All Methods Static Methods Instance Methods Abstract Methods Concrete Methods
Modifier and Type	Method and Description
`static CrossValidation.Data`	`balanceUp(CrossValidation.Data orig)` Balances imbalanced data with the SMOTE (Synthetic Minority Over-sampling TEchnique) as per https://www.cs.cmu.edu/afs/cs/project/jair/pub/volume16/chawla02a-html/node6.html .
`static CrossValidation.Data`	`balanceUp(CrossValidation.Data orig, smile.math.distance.Distance<double[]> distanceMetric, int nn)` Balances imbalanced data with the SMOTE (Synthetic Minority Over-sampling TEchnique) as per https://www.cs.cmu.edu/afs/cs/project/jair/pub/volume16/chawla02a-html/node6.html .

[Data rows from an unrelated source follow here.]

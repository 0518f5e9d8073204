// src/models/glossary.rs

use serde::{Deserialize, Serialize};
use sqlx::{prelude::FromRow, types::Json};
use validator::Validate;

/// Represents the 'glossary_terms' table in the database.
#[derive(Debug, Clone, FromRow, Serialize, Deserialize)]
pub struct GlossaryTerm {
    pub id: i64,

    /// Display name, e.g. "REPS". Unique after lower-casing.
    pub term: String,

    pub definition: String,

    /// Grouping shown in the glossary page (e.g. "Tax Terms").
    pub category: String,

    /// Names of other glossary terms worth reading next.
    /// Stored as a JSON array in the database.
    pub related_terms: Json<Vec<String>>,
}

impl GlossaryTerm {
    /// Lower-cased term, the identity used for uniqueness and marker tracking.
    pub fn normalized(&self) -> String {
        self.term.to_lowercase()
    }
}

/// DTO for creating a new glossary term.
#[derive(Debug, Deserialize, Validate)]
pub struct CreateTermRequest {
    #[validate(length(min = 1, max = 100))]
    pub term: String,
    #[validate(length(min = 1, max = 5000))]
    pub definition: String,
    #[validate(length(min = 1, max = 50))]
    pub category: String,
    #[serde(default)]
    #[validate(custom(function = validate_related_terms))]
    pub related_terms: Vec<String>,
}

/// Query parameters for glossary search.
#[derive(Debug, Deserialize)]
pub struct SearchParams {
    pub q: String,
}

/// Body for annotating free text against the glossary.
#[derive(Debug, Deserialize, Validate)]
pub struct AnnotateRequest {
    #[validate(length(max = 200000))]
    pub content: String,
}

fn validate_related_terms(related: &[String]) -> Result<(), validator::ValidationError> {
    for name in related {
        if name.trim().is_empty() {
            return Err(validator::ValidationError::new("related_term_empty"));
        }
        if name.len() > 100 {
            return Err(validator::ValidationError::new("related_term_too_long"));
        }
    }
    Ok(())
}
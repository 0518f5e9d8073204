// src/lib.rs

pub mod config;
pub mod error;
pub mod glossary;
pub mod handlers;
pub mod models;
pub mod progress;
pub mod quiz;
pub mod routes;
pub mod state;
pub mod utils;

pub use routes::create_router;
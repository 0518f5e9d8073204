// src/handlers/quiz.rs

use axum::{
    Json,
    extract::{Path, Query, State},
    response::IntoResponse,
};
use sqlx::SqlitePool;

use crate::{
    error::AppError,
    models::quiz::{QuizListParams, QuizQuestion, SubmitAnswerParams, SubmitAnswerResponse},
    quiz::record_quiz_answer,
};

/// Lists a course's quiz questions, optionally only those of one lesson.
pub async fn list_course_quiz(
    State(pool): State<SqlitePool>,
    Path(course_id): Path<i64>,
    Query(params): Query<QuizListParams>,
) -> Result<impl IntoResponse, AppError> {
    let questions = sqlx::query_as::<_, QuizQuestion>(
        r#"
        SELECT id, course_id, module_id, question, question_type, options,
               correct_answer, explanation, points
        FROM quiz_questions
        WHERE course_id = ?1 AND (?2 IS NULL OR module_id = ?2)
        ORDER BY id
        "#,
    )
    .bind(course_id)
    .bind(params.module_id)
    .fetch_all(&pool)
    .await
    .map_err(|e| {
        tracing::error!("Failed to fetch quiz questions: {:?}", e);
        AppError::InternalServerError(e.to_string())
    })?;

    Ok(Json(questions))
}

/// Grades a single answer.
///
/// Comparison ignores case; the learner's XP ledger is not touched.
pub async fn submit_answer(
    State(pool): State<SqlitePool>,
    Query(params): Query<SubmitAnswerParams>,
) -> Result<impl IntoResponse, AppError> {
    let question = sqlx::query_as::<_, QuizQuestion>(
        r#"
        SELECT id, course_id, module_id, question, question_type, options,
               correct_answer, explanation, points
        FROM quiz_questions
        WHERE id = ? AND course_id = ?
        "#,
    )
    .bind(params.question_id)
    .bind(params.course_id)
    .fetch_optional(&pool)
    .await?
    .ok_or(AppError::NotFound("Question not found".to_string()))?;

    let result = record_quiz_answer(
        &question.question,
        &params.answer.to_lowercase(),
        &question.correct_answer.to_lowercase(),
        question.points,
        &question.explanation,
    );

    Ok(Json(SubmitAnswerResponse {
        correct: result.correct,
        points: result.points,
        explanation: result.explanation,
    }))
}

`static CrossValidation.Data`	`balanceUp(CrossValidation.Data orig, int nn)` Balances imbalanced data with the SMOTE (Synthetic Minority Over-sampling TEchnique) as per https://www.cs.cmu.edu/afs/cs/project/jair/pub/volume16/chawla02a-html/node6.html .
`java.util.Map<MLROIFinder,java.lang.Double>`	`eval(int numRounds, MLROIFinder[] models)` Evaluates the specified models for mean accuracy (ratio of true results / total results).
`java.util.Map<MLROIFinder,java.lang.Double>`	`eval(int numRounds, MLROIFinder[] models, boolean upSample)` Evaluates the specified models for mean accuracy (ratio of true results / total results).
`java.util.Map<MLROIFinder,java.util.List<java.lang.Double>>`	`evalModels(int numRounds, MLROIFinder[] models)` Evaluates the specified models for accuracy i.e.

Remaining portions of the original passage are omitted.